On Thu, Apr 02 2015, David Bremner <david at tethera.net> wrote:

> Tomi Ollila <tomi.ollila at iki.fi> writes:
>
>> When adding Date: header of a message to notmuch-show buffer, compare the
>> date string with local representation of it and if these differ, output
>> Date: {original-date-string}  ({local-date-representation})
>
> One thing I found confusing is that the local date representation is
> mostly redundant in the default configuration, as the date shown in the
> "headerline" is already in the local time zone if
> "notmuch-show-relative-dates" is t. From the fact that you made this
> patch I'm guessing that you don't use that setting.

I am using that setting...

Now I took a little better look why the 'relative' date is not enough for
me is that it doesn't always show the local date (it shows like 
(28 mins. ago) or (March 30)). If these were (28 mins. ago (07:22)) and
(March 30 16:20) then it would be better (w/ +0300 that might be marginally
more useful in general but perhaps something that can be lived without).

In this position where I am now I often get email from person residing
like 50 footsteps from me (in current tz +0300, yet the email server 
writes emails with tz -0500) Now if email was sent 28 minutes ago I cannot
immediately crasp what is that email in local time. Other similar effect
is when my old classmate puts a message to Facebook -- IIRC the timezones
of the notification emails there are -0700.
What makes this situation worse is that the notmuch-show buffer is showing
email arrived 28 mins. ago but the buffer has been sitting there for 2
hours while I've been doing something else; the relative date information
is not updated.
With (March 30) figuring out when that email was sent in local time is
harder as the granularity in relative date is 'one day'.

In IRC Jani mentioned it is feature to see the sender's TZ. I also consider
it as a feature.

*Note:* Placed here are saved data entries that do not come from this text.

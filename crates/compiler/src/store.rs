//! The store seam between the compiler and the relational backend.
//!
//! [`ConfigStore`] is the exact query surface the compiler consumes; the
//! production implementation is [`PgStore`] over the setforge-db
//! repositories, and tests drive the compiler through in-memory fakes.

use async_trait::async_trait;

use setforge_core::key::ObjectKey;
use setforge_core::types::DbId;
use setforge_db::error::StoreError;
use setforge_db::models::{CreateServiceSet, Host, Service, ServiceSet};
use setforge_db::repositories::{BlacklistRepo, HostRepo, ServiceRepo, ServiceSetRepo, ZoneRepo};
use setforge_db::DbPool;

/// The default zone a host-less set renders into.
pub const DEFAULT_GLOBAL_ZONE: &str = "director-global";

/// Point queries and mutations the compiler needs from the backing store.
#[async_trait]
pub trait ConfigStore: Send + Sync {
    /// Look a set up by parsed identity key.
    async fn find_set(&self, key: &ObjectKey) -> Result<Option<ServiceSet>, StoreError>;

    /// The templates a set imports, in import order.
    async fn imports_of(&self, set_id: DbId) -> Result<Vec<ServiceSet>, StoreError>;

    /// All service rows owned by a set, in insertion order.
    async fn services_for_set(&self, set_id: DbId) -> Result<Vec<Service>, StoreError>;

    /// Host-bound sets importing the given template.
    async fn dependent_sets(&self, parent_id: DbId) -> Result<Vec<ServiceSet>, StoreError>;

    async fn host(&self, host_id: DbId) -> Result<Option<Host>, StoreError>;

    async fn host_by_name(&self, name: &str) -> Result<Option<Host>, StoreError>;

    /// The full host inventory assign filters are evaluated against.
    async fn host_inventory(&self) -> Result<Vec<Host>, StoreError>;

    /// The zone a host renders into; hosts without a zone fall back to the
    /// default global zone.
    async fn rendering_zone(&self, host_id: DbId) -> Result<String, StoreError>;

    /// The process-wide default global zone name.
    fn default_global_zone(&self) -> String;

    async fn template_exists(&self, name: &str) -> Result<bool, StoreError>;

    async fn insert_set(&self, input: &CreateServiceSet) -> Result<ServiceSet, StoreError>;

    /// Prune blacklist rows for `host_id` and the given services. Returns
    /// the number of rows removed.
    async fn delete_blacklist(&self, host_id: DbId, service_ids: &[DbId])
        -> Result<u64, StoreError>;

    async fn delete_set(&self, set_id: DbId) -> Result<bool, StoreError>;
}

/// Production [`ConfigStore`] over a Postgres pool.
pub struct PgStore {
    pool: DbPool,
    default_zone: String,
}

impl PgStore {
    pub fn new(pool: DbPool) -> Self {
        Self {
            pool,
            default_zone: DEFAULT_GLOBAL_ZONE.to_string(),
        }
    }

    /// Override the default global zone name.
    pub fn with_default_zone(pool: DbPool, default_zone: impl Into<String>) -> Self {
        Self {
            pool,
            default_zone: default_zone.into(),
        }
    }
}

#[async_trait]
impl ConfigStore for PgStore {
    async fn find_set(&self, key: &ObjectKey) -> Result<Option<ServiceSet>, StoreError> {
        let found = match key {
            ObjectKey::Id(id) => ServiceSetRepo::find_by_id(&self.pool, *id).await?,
            ObjectKey::TemplateName(name) => {
                ServiceSetRepo::find_template_by_name(&self.pool, name).await?
            }
            ObjectKey::HostServiceSet { host, name } => {
                ServiceSetRepo::find_on_host(&self.pool, host, name).await?
            }
        };
        Ok(found)
    }

    async fn imports_of(&self, set_id: DbId) -> Result<Vec<ServiceSet>, StoreError> {
        Ok(ServiceSetRepo::imports_of(&self.pool, set_id).await?)
    }

    async fn services_for_set(&self, set_id: DbId) -> Result<Vec<Service>, StoreError> {
        Ok(ServiceRepo::list_for_set(&self.pool, set_id).await?)
    }

    async fn dependent_sets(&self, parent_id: DbId) -> Result<Vec<ServiceSet>, StoreError> {
        Ok(ServiceSetRepo::dependent_sets(&self.pool, parent_id).await?)
    }

    async fn host(&self, host_id: DbId) -> Result<Option<Host>, StoreError> {
        Ok(HostRepo::find_by_id(&self.pool, host_id).await?)
    }

    async fn host_by_name(&self, name: &str) -> Result<Option<Host>, StoreError> {
        Ok(HostRepo::find_by_name(&self.pool, name).await?)
    }

    async fn host_inventory(&self) -> Result<Vec<Host>, StoreError> {
        Ok(HostRepo::list_all(&self.pool).await?)
    }

    async fn rendering_zone(&self, host_id: DbId) -> Result<String, StoreError> {
        let host = HostRepo::find_by_id(&self.pool, host_id)
            .await?
            .ok_or(StoreError::HostNotFound(host_id))?;

        match host.zone_id {
            None => Ok(self.default_global_zone()),
            Some(zone_id) => {
                let zone = ZoneRepo::find_by_id(&self.pool, zone_id)
                    .await?
                    .ok_or(StoreError::ZoneNotFound(zone_id))?;
                ZoneRepo::assert_chain_terminates(&self.pool, &zone).await?;
                Ok(zone.object_name)
            }
        }
    }

    fn default_global_zone(&self) -> String {
        self.default_zone.clone()
    }

    async fn template_exists(&self, name: &str) -> Result<bool, StoreError> {
        Ok(ServiceSetRepo::template_exists(&self.pool, name).await?)
    }

    async fn insert_set(&self, input: &CreateServiceSet) -> Result<ServiceSet, StoreError> {
        Ok(ServiceSetRepo::create(&self.pool, input).await?)
    }

    async fn delete_blacklist(
        &self,
        host_id: DbId,
        service_ids: &[DbId],
    ) -> Result<u64, StoreError> {
        Ok(BlacklistRepo::delete_for_host_services(&self.pool, host_id, service_ids).await?)
    }

    async fn delete_set(&self, set_id: DbId) -> Result<bool, StoreError> {
        Ok(ServiceSetRepo::delete_row(&self.pool, set_id).await?)
    }
}
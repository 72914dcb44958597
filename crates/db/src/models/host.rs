//! Host entity model.

use serde::Serialize;
use sqlx::FromRow;

use setforge_core::types::DbId;
use setforge_core::vars::{self, VarMap};

/// A row from the `host` table.
#[derive(Debug, Clone, FromRow, Serialize)]
pub struct Host {
    pub id: DbId,
    pub object_name: String,
    pub zone_id: Option<DbId>,
    /// Custom variables, stored as JSONB. Assign filters match against these.
    pub vars: serde_json::Value,
}

impl Host {
    /// Decode the JSONB column into an ordered variable map.
    pub fn vars(&self) -> VarMap {
        vars::from_json(&self.vars)
    }
}
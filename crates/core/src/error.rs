#[derive(Debug, thiserror::Error)]
pub enum CoreError {
    #[error("cannot parse key: {0}")]
    MalformedKey(String),

    #[error("a service set cannot be an object with no related host: {0}")]
    ObjectWithoutHost(String),

    #[error("service set template \"{0}\" already exists")]
    DuplicateTemplateName(String),
}
use setforge_core::error::CoreError;
use setforge_core::types::DbId;

/// Errors surfaced by the store layer.
///
/// Validation failures (`Core`) and raw database errors pass through; the
/// remaining variants cover lookups the compiler treats as hard faults.
#[derive(Debug, thiserror::Error)]
pub enum StoreError {
    #[error(transparent)]
    Core(#[from] CoreError),

    #[error(transparent)]
    Db(#[from] sqlx::Error),

    #[error("host {0} not found")]
    HostNotFound(DbId),

    #[error("zone {0} not found")]
    ZoneNotFound(DbId),

    #[error("zone chain starting at zone {0} does not terminate")]
    ZoneChainLoop(DbId),
}
//! Rendering behavior across both dialects, driven through an in-memory
//! store and the minimal var-equality matcher.

mod common;

use serde_json::json;

use common::{host, service, set, zone, InMemoryStore};
use setforge_compiler::resolver;
use setforge_compiler::{ConfigRenderer, VarEqualsMatcher};
use setforge_core::emit::Dialect;
use setforge_core::types::{OBJECT_TYPE_OBJECT, OBJECT_TYPE_TEMPLATE};

/// Template 1 "linux-base" owns ping + disk; host web1 (zone dc1) carries
/// set 2 importing the template; web2 lives in zone dc2.
fn fixture() -> InMemoryStore {
    InMemoryStore {
        sets: vec![set(
            Some(1),
            "linux-base",
            OBJECT_TYPE_TEMPLATE,
            None,
            None,
            json!({}),
        )],
        services: vec![
            service(10, 1, "ping", json!({"env": "dev", "tier": "x"})),
            service(11, 1, "disk", json!({})),
        ],
        imports: vec![(2, 1)],
        hosts: vec![
            host(3, "web1", Some(100), json!({"os": "Linux"})),
            host(4, "web2", Some(101), json!({"os": "Linux"})),
            host(5, "win1", Some(100), json!({"os": "Windows"})),
        ],
        zones: vec![zone(100, "dc1"), zone(101, "dc2")],
        ..InMemoryStore::default()
    }
}

fn renderer<'a>(
    store: &'a InMemoryStore,
    matcher: &'a VarEqualsMatcher,
) -> ConfigRenderer<'a> {
    ConfigRenderer::new(store, matcher)
}

#[tokio::test]
async fn template_without_filter_renders_nothing() {
    let store = fixture();
    let matcher = VarEqualsMatcher;
    let template = store.sets[0].clone();

    for dialect in [Dialect::Modern, Dialect::Legacy] {
        let mut config = setforge_compiler::ConfigOutput::new(dialect);
        renderer(&store, &matcher)
            .render_to_config(&template, &mut config)
            .await
            .unwrap();
        assert!(config.is_empty());
    }
}

#[tokio::test]
async fn unsaved_set_resolves_to_no_members() {
    let store = fixture();
    let unsaved = set(None, "fresh", OBJECT_TYPE_TEMPLATE, None, None, json!({}));

    let members = resolver::resolve_members(&store, &unsaved).await.unwrap();
    assert!(members.is_empty());
}

#[tokio::test]
async fn host_bound_set_without_imports_renders_nothing() {
    let mut store = fixture();
    store.imports.clear();
    let matcher = VarEqualsMatcher;
    let bound = set(Some(2), "linux-base", OBJECT_TYPE_OBJECT, Some(3), None, json!({}));
    store.sets.push(bound.clone());

    let mut config = setforge_compiler::ConfigOutput::new(Dialect::Modern);
    renderer(&store, &matcher)
        .render_to_config(&bound, &mut config)
        .await
        .unwrap();
    assert!(config.is_empty());
}

#[tokio::test]
async fn host_bound_set_consults_only_its_first_import() {
    let mut store = fixture();
    // A second imported template whose member must not appear.
    store.sets.push(set(
        Some(6),
        "extras",
        OBJECT_TYPE_TEMPLATE,
        None,
        None,
        json!({}),
    ));
    store.services.push(service(20, 6, "extra", json!({})));
    store.imports = vec![(2, 1), (2, 6)];

    let bound = set(Some(2), "linux-base", OBJECT_TYPE_OBJECT, Some(3), None, json!({}));
    let members = resolver::resolve_members(&store, &bound).await.unwrap();

    assert_eq!(
        members.keys().cloned().collect::<Vec<_>>(),
        vec!["disk", "ping"]
    );
}

#[tokio::test]
async fn duplicate_member_names_keep_the_later_row() {
    let mut store = fixture();
    store
        .services
        .push(service(12, 1, "ping", json!({"marker": "later"})));

    let template = store.sets[0].clone();
    let members = resolver::resolve_members(&store, &template).await.unwrap();

    assert_eq!(members.len(), 2);
    let ping = &members["ping"];
    assert_eq!(ping.id, Some(12));
    assert_eq!(ping.vars().get("marker"), Some(&json!("later")));
    // Materialised copies are detached, template-typed.
    assert_eq!(ping.object_type, OBJECT_TYPE_TEMPLATE);
    assert_eq!(ping.service_set_id, None);
}

#[tokio::test]
async fn filtered_set_emits_apply_objects_in_the_host_zone() {
    let mut store = fixture();
    let bound = set(
        Some(2),
        "linux-base",
        OBJECT_TYPE_OBJECT,
        Some(3),
        Some("host.vars.os=Linux"),
        json!({"env": "prod"}),
    );
    store.sets.push(bound.clone());
    let matcher = VarEqualsMatcher;

    let mut config = setforge_compiler::ConfigOutput::new(Dialect::Modern);
    renderer(&store, &matcher)
        .render_to_config(&bound, &mut config)
        .await
        .unwrap();

    let file = config.file("zones.d/dc1/servicesets").expect("zone file");
    let content = file.content();
    assert_eq!(
        content.matches("/** Service Set 'linux-base' **/").count(),
        1
    );
    assert_eq!(content.matches("apply Service").count(), 2);
    assert_eq!(content.matches("assign where host.vars.os=Linux").count(), 2);
    // Set vars overlay member vars; untouched member keys survive.
    assert!(content.contains("vars.env = \"prod\""));
    assert!(content.contains("vars.tier = \"x\""));
}

#[tokio::test]
async fn host_bound_set_emits_static_objects() {
    let mut store = fixture();
    let bound = set(
        Some(2),
        "linux-base",
        OBJECT_TYPE_OBJECT,
        Some(3),
        None,
        json!({"env": "prod"}),
    );
    store.sets.push(bound.clone());
    let matcher = VarEqualsMatcher;

    let mut config = setforge_compiler::ConfigOutput::new(Dialect::Modern);
    renderer(&store, &matcher)
        .render_to_config(&bound, &mut config)
        .await
        .unwrap();

    let content = config
        .file("zones.d/dc1/servicesets")
        .expect("zone file")
        .content();
    assert_eq!(content.matches("object Service").count(), 2);
    assert_eq!(content.matches("host_name = \"web1\"").count(), 2);
    assert!(!content.contains("assign where"));
    assert!(content.contains("vars.env = \"prod\""));

    // The canonical template member is never mutated by the overlay.
    let canonical = store.services.iter().find(|s| s.id == Some(10)).unwrap();
    assert_eq!(canonical.vars().get("env"), Some(&json!("dev")));
}

#[tokio::test]
async fn legacy_filtered_set_partitions_hosts_by_zone() {
    let mut store = fixture();
    let bound = set(
        Some(2),
        "linux-base",
        OBJECT_TYPE_OBJECT,
        Some(3),
        Some("host.vars.os=Linux"),
        json!({"env": "prod"}),
    );
    store.sets.push(bound.clone());
    let matcher = VarEqualsMatcher;

    let mut config = setforge_compiler::ConfigOutput::new(Dialect::Legacy);
    renderer(&store, &matcher)
        .render_to_config(&bound, &mut config)
        .await
        .unwrap();

    assert_eq!(config.files().len(), 2);

    let dc1 = config
        .file("director/dc1/servicesets.cfg")
        .expect("dc1 file")
        .content();
    let dc2 = config
        .file("director/dc2/servicesets.cfg")
        .expect("dc2 file")
        .content();

    for (content, own, other) in [(dc1, "web1", "web2"), (dc2, "web2", "web1")] {
        assert_eq!(
            content
                .matches("## applied Service Set 'linux-base'")
                .count(),
            1
        );
        assert_eq!(content.matches("define service").count(), 2);
        assert!(content.contains(own));
        assert!(!content.contains(other));
        assert!(!content.contains("win1"));
    }
}

#[tokio::test]
async fn legacy_host_bound_set_binds_its_single_host() {
    let mut store = fixture();
    let bound = set(Some(2), "linux-base", OBJECT_TYPE_OBJECT, Some(3), None, json!({}));
    store.sets.push(bound.clone());
    let matcher = VarEqualsMatcher;

    let mut config = setforge_compiler::ConfigOutput::new(Dialect::Legacy);
    renderer(&store, &matcher)
        .render_to_config(&bound, &mut config)
        .await
        .unwrap();

    let content = config
        .file("director/dc1/servicesets.cfg")
        .expect("dc1 file")
        .content();
    assert_eq!(
        content
            .matches("## Service Set 'linux-base' on this host")
            .count(),
        1
    );
    assert!(content.contains("web1"));
}

#[tokio::test]
async fn preview_renders_dependent_instances_into_the_same_output() {
    let mut store = fixture();
    store.sets.push(set(
        Some(2),
        "linux-base",
        OBJECT_TYPE_OBJECT,
        Some(3),
        None,
        json!({}),
    ));
    let matcher = VarEqualsMatcher;
    let template = store.sets[0].clone();

    let config = renderer(&store, &matcher)
        .render_single(&template, Dialect::Modern)
        .await
        .unwrap();

    // The template itself renders nothing, but its host-bound usage does.
    let content = config
        .file("zones.d/dc1/servicesets")
        .expect("dependent output")
        .content();
    assert_eq!(content.matches("object Service").count(), 2);
}

#[tokio::test]
async fn preview_failure_degrades_to_an_artifact_file() {
    let mut store = fixture();
    // Template renders on its own thanks to the filter.
    let template = set(
        Some(1),
        "linux-base",
        OBJECT_TYPE_TEMPLATE,
        None,
        Some("host.vars.os=Linux"),
        json!({}),
    );
    store.sets[0] = template.clone();
    // Dependent bound to a host that does not exist.
    store.sets.push(set(
        Some(2),
        "linux-base",
        OBJECT_TYPE_OBJECT,
        Some(99),
        None,
        json!({}),
    ));
    let matcher = VarEqualsMatcher;

    let config = renderer(&store, &matcher)
        .render_single(&template, Dialect::Modern)
        .await
        .expect("primary render still succeeds");

    // Primary output is intact, in the default global zone.
    assert!(config
        .file("zones.d/director-global/servicesets")
        .is_some());

    let artifact = config.file("failed-to-render").expect("artifact file");
    assert!(artifact
        .content()
        .starts_with("/** Failed to render this object **/\n"));
    assert!(artifact.content().contains("host 99 not found"));
}
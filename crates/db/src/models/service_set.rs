//! Service-set entity model and DTOs.

use serde::{Deserialize, Serialize};
use sqlx::FromRow;

use setforge_core::types::{DbId, OBJECT_TYPE_APPLY, OBJECT_TYPE_OBJECT, OBJECT_TYPE_TEMPLATE};
use setforge_core::vars::{self, VarMap};

/// A row from the `service_set` table.
///
/// `id` is `None` only for sets constructed in memory and not yet stored;
/// an unsaved set owns no queryable members. A set with `host_id` set is a
/// concrete instance on that host; without it, the set is a reusable
/// template (enforced before store).
#[derive(Debug, Clone, FromRow, Serialize)]
pub struct ServiceSet {
    pub id: Option<DbId>,
    pub host_id: Option<DbId>,
    pub object_name: String,
    pub object_type: String,
    pub description: Option<String>,
    pub assign_filter: Option<String>,
    /// Custom variables, stored as JSONB.
    pub vars: serde_json::Value,
}

impl ServiceSet {
    pub fn is_template(&self) -> bool {
        self.object_type == OBJECT_TYPE_TEMPLATE
    }

    pub fn is_object(&self) -> bool {
        self.object_type == OBJECT_TYPE_OBJECT
    }

    pub fn is_apply(&self) -> bool {
        self.object_type == OBJECT_TYPE_APPLY
    }

    /// Decode the JSONB column into an ordered variable map.
    pub fn vars(&self) -> VarMap {
        vars::from_json(&self.vars)
    }
}

/// DTO for creating a new service set.
#[derive(Debug, Clone, Deserialize)]
pub struct CreateServiceSet {
    pub host_id: Option<DbId>,
    pub object_name: String,
    pub object_type: String,
    pub description: Option<String>,
    pub assign_filter: Option<String>,
    #[serde(default = "empty_vars")]
    pub vars: serde_json::Value,
}

fn empty_vars() -> serde_json::Value {
    serde_json::Value::Object(serde_json::Map::new())
}

impl CreateServiceSet {
    /// View the DTO as an unsaved row for pre-store validation.
    pub fn as_unsaved(&self) -> ServiceSet {
        ServiceSet {
            id: None,
            host_id: self.host_id,
            object_name: self.object_name.clone(),
            object_type: self.object_type.clone(),
            description: self.description.clone(),
            assign_filter: self.assign_filter.clone(),
            vars: self.vars.clone(),
        }
    }
}
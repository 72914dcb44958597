//! Repository for the `host_service_blacklist` table.

use sqlx::PgPool;

use setforge_core::types::DbId;

use crate::models::blacklist::HostServiceBlacklistEntry;

/// Provides mutation and inspection operations for blacklist rows.
pub struct BlacklistRepo;

impl BlacklistRepo {
    /// Delete every blacklist row for `host_id` whose service is in
    /// `service_ids`. Returns the number of rows removed.
    pub async fn delete_for_host_services(
        pool: &PgPool,
        host_id: DbId,
        service_ids: &[DbId],
    ) -> Result<u64, sqlx::Error> {
        if service_ids.is_empty() {
            return Ok(0);
        }
        let result = sqlx::query(
            "DELETE FROM host_service_blacklist
             WHERE host_id = $1 AND service_id = ANY($2)",
        )
        .bind(host_id)
        .bind(service_ids)
        .execute(pool)
        .await?;
        Ok(result.rows_affected())
    }

    /// All blacklist rows for one host, ordered by service id.
    pub async fn list_for_host(
        pool: &PgPool,
        host_id: DbId,
    ) -> Result<Vec<HostServiceBlacklistEntry>, sqlx::Error> {
        sqlx::query_as::<_, HostServiceBlacklistEntry>(
            "SELECT host_id, service_id FROM host_service_blacklist
             WHERE host_id = $1 ORDER BY service_id",
        )
        .bind(host_id)
        .fetch_all(pool)
        .await
    }
}
//! Custom-variable maps and the overlay merge.
//!
//! Variables are stored as JSONB in the database; this module converts
//! between the raw column value and an ordered map, and implements the
//! non-destructive overlay a service set applies to each of its members.

use std::collections::BTreeMap;

/// Custom variables of a set, service or host, ordered by name.
pub type VarMap = BTreeMap<String, serde_json::Value>;

/// Decode a JSONB column into a [`VarMap`].
///
/// Anything that is not a JSON object (including `null`) decodes to an
/// empty map.
pub fn from_json(value: &serde_json::Value) -> VarMap {
    match value {
        serde_json::Value::Object(map) => map.iter().map(|(k, v)| (k.clone(), v.clone())).collect(),
        _ => VarMap::new(),
    }
}

/// Encode a [`VarMap`] back into a JSONB column value.
pub fn to_json(vars: &VarMap) -> serde_json::Value {
    serde_json::Value::Object(vars.iter().map(|(k, v)| (k.clone(), v.clone())).collect())
}

/// Merge a set's variables onto a member's variables.
///
/// Returns a new map; neither input is modified. Keys present on both
/// sides take the set's value.
pub fn overlay(set_vars: &VarMap, member_vars: &VarMap) -> VarMap {
    let mut merged = member_vars.clone();
    for (key, value) in set_vars {
        merged.insert(key.clone(), value.clone());
    }
    merged
}
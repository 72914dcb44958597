//! Zone entity model.

use serde::Serialize;
use sqlx::FromRow;

use setforge_core::types::DbId;

/// A row from the `zone` table. Zones form a parent chain; the chain is
/// expected to be acyclic and is walked with an explicit guard.
#[derive(Debug, Clone, FromRow, Serialize)]
pub struct Zone {
    pub id: DbId,
    pub object_name: String,
    pub parent_zone_id: Option<DbId>,
}
//! Renders service sets into configuration output.

use setforge_core::emit::{self, Dialect, LEGACY_FILE_EXTENSION};
use setforge_core::types::{DbId, OBJECT_TYPE_OBJECT};
use setforge_core::vars;
use setforge_core::zones::partition_by_zone;
use setforge_db::error::StoreError;
use setforge_db::models::ServiceSet;

use crate::assignment::{self, RenderTarget};
use crate::error::CompileError;
use crate::matcher::HostMatcher;
use crate::output::ConfigOutput;
use crate::resolver;
use crate::store::ConfigStore;

/// Orchestrates the per-set pipeline: resolve members, decide assignment,
/// overlay variables, emit into the output container.
pub struct ConfigRenderer<'a> {
    store: &'a dyn ConfigStore,
    matcher: &'a dyn HostMatcher,
}

impl<'a> ConfigRenderer<'a> {
    pub fn new(store: &'a dyn ConfigStore, matcher: &'a dyn HostMatcher) -> Self {
        Self { store, matcher }
    }

    /// Render one set into `config`. A template without an assign filter
    /// has nothing concrete to instantiate and renders nothing. Legacy
    /// outputs are delegated to [`Self::render_to_legacy_config`].
    pub async fn render_to_config(
        &self,
        set: &ServiceSet,
        config: &mut ConfigOutput,
    ) -> Result<(), CompileError> {
        if set.assign_filter.is_none() && set.is_template() {
            return Ok(());
        }
        if config.dialect() == Dialect::Legacy {
            return self.render_to_legacy_config(set, config).await;
        }

        let members = resolver::resolve_members(self.store, set).await?;
        if members.is_empty() {
            return Ok(());
        }

        let zone = self.rendering_zone(set).await?;
        let target = assignment::decide(set);

        // Static members bind one host; resolve its name once per set.
        let host_name = match &target {
            Some(RenderTarget::Object { host_id }) => Some(
                self.store
                    .host(*host_id)
                    .await?
                    .ok_or(StoreError::HostNotFound(*host_id))?
                    .object_name,
            ),
            _ => None,
        };

        let set_vars = set.vars();
        let header = emit::header_comment(
            Dialect::Modern,
            set.assign_filter.is_some(),
            &set.object_name,
        );
        let file = config.config_file(&emit::modern_config_path(&zone), None);
        file.add_content(&header);

        for (_, mut service) in members {
            // A detached template set reaches neither branch; skip the
            // member without aborting the rest.
            let Some(target) = &target else {
                continue;
            };
            assignment::apply_target(&mut service, target);
            service.set_vars(&vars::overlay(&set_vars, &service.vars()));
            file.add_object(&service, host_name.as_deref());
        }

        Ok(())
    }

    /// Render one set into flat per-zone legacy files. Assignment is
    /// evaluated once per set; matched hosts are partitioned by zone and
    /// every member is emitted per zone, statically bound to that zone's
    /// comma-joined host list.
    pub async fn render_to_legacy_config(
        &self,
        set: &ServiceSet,
        config: &mut ConfigOutput,
    ) -> Result<(), CompileError> {
        if set.assign_filter.is_none() && set.is_template() {
            return Ok(());
        }

        let host_names = assignment::assigned_hosts(self.store, self.matcher, set).await?;
        let mut zoned = Vec::with_capacity(host_names.len());
        for name in host_names {
            zoned.push((self.zone_of_host_name(&name).await?, name));
        }

        let members = resolver::resolve_members(self.store, set).await?;
        let set_vars = set.vars();
        let header = emit::header_comment(
            Dialect::Legacy,
            set.assign_filter.is_some(),
            &set.object_name,
        );

        for (zone, names) in partition_by_zone(zoned) {
            let file = config.config_file(
                &emit::legacy_config_path(&zone),
                Some(LEGACY_FILE_EXTENSION),
            );
            file.add_content(&header);

            for member in members.values() {
                let mut service = member.clone();
                service.object_type = OBJECT_TYPE_OBJECT.to_string();
                service.set_vars(&vars::overlay(&set_vars, &service.vars()));
                file.add_legacy_object(&service, &names);
            }
        }

        Ok(())
    }

    /// Compile a standalone preview of one set.
    ///
    /// After the primary render, every host-bound set importing this one is
    /// rendered into the same output, so a template preview also shows its
    /// concrete usages. A failure in that supplemental step is downgraded
    /// to a `failed-to-render` artifact; the primary result still returns.
    pub async fn render_single(
        &self,
        set: &ServiceSet,
        dialect: Dialect,
    ) -> Result<ConfigOutput, CompileError> {
        let mut config = ConfigOutput::new(dialect);
        self.render_to_config(set, &mut config).await?;

        if let Some(id) = set.id {
            if let Err(e) = self.render_dependents(id, &mut config).await {
                tracing::warn!(
                    error = %e,
                    set = %set.object_name,
                    "failed to render dependent service sets"
                );
                config.config_file("failed-to-render", None).prepend(&format!(
                    "/** Failed to render this object **/\n/*  {e} */"
                ));
            }
        }

        Ok(config)
    }

    async fn render_dependents(
        &self,
        parent_id: DbId,
        config: &mut ConfigOutput,
    ) -> Result<(), CompileError> {
        for dependent in self.store.dependent_sets(parent_id).await? {
            self.render_to_config(&dependent, config).await?;
        }
        Ok(())
    }

    /// The zone a set renders into: its host's rendering zone, or the
    /// default global zone for host-less sets.
    async fn rendering_zone(&self, set: &ServiceSet) -> Result<String, CompileError> {
        match set.host_id {
            Some(host_id) => Ok(self.store.rendering_zone(host_id).await?),
            None => Ok(self.store.default_global_zone()),
        }
    }

    async fn zone_of_host_name(&self, name: &str) -> Result<String, CompileError> {
        match self.store.host_by_name(name).await? {
            Some(host) => Ok(self.store.rendering_zone(host.id).await?),
            None => Ok(self.store.default_global_zone()),
        }
    }
}
use setforge_core::error::CoreError;
use setforge_db::error::StoreError;

/// Errors surfaced by a compile run.
#[derive(Debug, thiserror::Error)]
pub enum CompileError {
    #[error(transparent)]
    Core(#[from] CoreError),

    #[error(transparent)]
    Store(#[from] StoreError),

    #[error("cannot evaluate assign filter: {0}")]
    Match(String),
}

But also knowing the local time (quickly) is a feature to
me: An example: Someone(TM) sent email to a bunch of recipients yesterday
18:28 (that is 6.28 pm) from TZ -0500. Relative date showed that it was
sent (Today 02:28).
Just an hour ago we had a meeting where knowing that "half past 2" was
important information...

Based on this I start experimenting how I could "improve" the headerline
for my case -- so that in notmuch-show buffer the relative date has more
information. In notmuch-search buffer there is just not enough space.
Then I have to learn to look the headerline for this information...

Also, thanks to Mark for his comments of the implementation. Those will 
be useful at least in some other stuff I've planned to do...

> One option which would have the advantage not being as wide on the
> screen (Maybe my use case is strange, but I often use notmuch is 66
> column half screen-width terminals) would be to (optionally?) display
> the non-relative date in the headerline in the local time zone.

Before thinking how the "headerline" could be "improved" (for notmuch-show
buffer) I thought whether the local date could just show (hh:mm [+-]nnnn).
Also the comparison whether to show this additional info could be just
based on difference in timezone strings...

>> This is useful e.g. when mail system provides Date: strings with
>> different timezone information than the sender is located at.
>
> I'm not sure how local time information helps with the sender?  Unless
> you happen to be in the same time zone.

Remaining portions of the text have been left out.